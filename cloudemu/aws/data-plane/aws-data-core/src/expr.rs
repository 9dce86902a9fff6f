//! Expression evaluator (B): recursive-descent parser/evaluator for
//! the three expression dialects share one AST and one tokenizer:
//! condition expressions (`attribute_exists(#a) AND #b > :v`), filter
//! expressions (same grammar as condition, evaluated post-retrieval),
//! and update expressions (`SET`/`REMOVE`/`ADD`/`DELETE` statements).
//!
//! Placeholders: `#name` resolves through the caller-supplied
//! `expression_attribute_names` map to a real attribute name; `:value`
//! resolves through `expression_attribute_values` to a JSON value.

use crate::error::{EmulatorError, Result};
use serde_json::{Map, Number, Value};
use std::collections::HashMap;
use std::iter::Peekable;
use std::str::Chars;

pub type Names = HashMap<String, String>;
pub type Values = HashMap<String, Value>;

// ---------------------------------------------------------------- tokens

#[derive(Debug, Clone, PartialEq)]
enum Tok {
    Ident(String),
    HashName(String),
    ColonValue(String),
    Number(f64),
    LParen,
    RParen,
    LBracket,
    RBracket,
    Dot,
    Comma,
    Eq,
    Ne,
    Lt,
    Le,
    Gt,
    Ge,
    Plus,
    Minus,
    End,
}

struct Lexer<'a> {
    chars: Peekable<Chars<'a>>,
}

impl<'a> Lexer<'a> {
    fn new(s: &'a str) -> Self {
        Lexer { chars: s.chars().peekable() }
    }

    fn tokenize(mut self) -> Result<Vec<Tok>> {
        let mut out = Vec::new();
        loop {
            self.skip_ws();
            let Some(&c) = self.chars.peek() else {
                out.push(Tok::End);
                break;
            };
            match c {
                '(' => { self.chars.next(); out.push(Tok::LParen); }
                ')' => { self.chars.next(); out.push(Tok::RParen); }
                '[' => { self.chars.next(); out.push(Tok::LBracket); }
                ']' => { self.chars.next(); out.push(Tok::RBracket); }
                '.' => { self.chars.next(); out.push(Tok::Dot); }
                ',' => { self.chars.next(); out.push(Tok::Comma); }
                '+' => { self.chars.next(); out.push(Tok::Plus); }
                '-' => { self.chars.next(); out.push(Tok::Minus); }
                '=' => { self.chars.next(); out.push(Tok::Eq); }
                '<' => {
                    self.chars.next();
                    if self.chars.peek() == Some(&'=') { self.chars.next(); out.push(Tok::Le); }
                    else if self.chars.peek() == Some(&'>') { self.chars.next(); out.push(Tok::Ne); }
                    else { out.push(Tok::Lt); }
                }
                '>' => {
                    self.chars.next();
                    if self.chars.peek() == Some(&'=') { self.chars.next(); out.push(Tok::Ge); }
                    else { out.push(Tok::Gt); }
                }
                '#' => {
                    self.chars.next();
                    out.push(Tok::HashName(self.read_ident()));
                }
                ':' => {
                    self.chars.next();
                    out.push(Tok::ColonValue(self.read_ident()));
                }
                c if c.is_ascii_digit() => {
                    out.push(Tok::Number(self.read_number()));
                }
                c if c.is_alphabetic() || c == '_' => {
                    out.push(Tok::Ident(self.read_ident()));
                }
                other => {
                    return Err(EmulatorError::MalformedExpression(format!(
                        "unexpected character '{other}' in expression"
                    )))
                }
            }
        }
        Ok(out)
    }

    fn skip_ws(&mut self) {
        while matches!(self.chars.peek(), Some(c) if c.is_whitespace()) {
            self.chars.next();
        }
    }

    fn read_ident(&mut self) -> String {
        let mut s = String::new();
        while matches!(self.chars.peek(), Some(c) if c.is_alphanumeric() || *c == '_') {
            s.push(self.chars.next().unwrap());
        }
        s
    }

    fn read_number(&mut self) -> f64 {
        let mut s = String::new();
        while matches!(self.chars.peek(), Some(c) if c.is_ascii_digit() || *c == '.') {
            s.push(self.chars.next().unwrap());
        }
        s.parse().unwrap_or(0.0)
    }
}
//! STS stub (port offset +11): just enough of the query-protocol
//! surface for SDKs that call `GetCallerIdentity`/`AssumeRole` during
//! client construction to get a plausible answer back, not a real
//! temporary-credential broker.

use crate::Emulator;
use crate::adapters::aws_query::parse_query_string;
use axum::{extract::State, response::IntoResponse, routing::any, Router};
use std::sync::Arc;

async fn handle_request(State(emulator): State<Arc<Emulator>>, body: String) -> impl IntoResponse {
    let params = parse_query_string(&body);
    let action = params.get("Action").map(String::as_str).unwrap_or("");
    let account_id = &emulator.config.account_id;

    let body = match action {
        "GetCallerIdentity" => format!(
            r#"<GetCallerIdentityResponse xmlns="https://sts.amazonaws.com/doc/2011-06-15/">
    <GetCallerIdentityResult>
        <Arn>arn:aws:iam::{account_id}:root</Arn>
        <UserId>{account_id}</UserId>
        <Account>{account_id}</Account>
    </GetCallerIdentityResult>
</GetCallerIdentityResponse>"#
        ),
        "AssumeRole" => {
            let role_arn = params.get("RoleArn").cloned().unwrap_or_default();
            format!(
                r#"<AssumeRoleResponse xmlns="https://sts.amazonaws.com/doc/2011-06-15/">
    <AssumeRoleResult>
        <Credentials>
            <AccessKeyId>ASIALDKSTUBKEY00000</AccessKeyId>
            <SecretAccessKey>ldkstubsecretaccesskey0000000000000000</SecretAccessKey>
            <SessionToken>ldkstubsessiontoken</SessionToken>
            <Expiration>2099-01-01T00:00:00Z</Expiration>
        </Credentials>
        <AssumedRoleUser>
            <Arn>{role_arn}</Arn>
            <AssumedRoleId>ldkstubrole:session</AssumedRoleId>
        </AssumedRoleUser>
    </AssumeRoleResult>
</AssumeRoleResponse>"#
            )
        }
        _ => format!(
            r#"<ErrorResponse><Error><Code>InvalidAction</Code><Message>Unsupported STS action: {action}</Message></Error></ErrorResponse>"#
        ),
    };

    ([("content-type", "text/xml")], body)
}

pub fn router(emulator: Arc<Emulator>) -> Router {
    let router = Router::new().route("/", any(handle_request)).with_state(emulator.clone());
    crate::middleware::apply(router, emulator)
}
══════════════════════════════
**Work order:**
Check every line of the records above for the string "while". Copy those that hold it.

**Exercise result:**
        while matches!(self.chars.peek(), Some(c) if c.is_whitespace()) {
        while matches!(self.chars.peek(), Some(c) if c.is_alphanumeric() || *c == '_') {
        while matches!(self.chars.peek(), Some(c) if c.is_ascii_digit() || *c == '.') {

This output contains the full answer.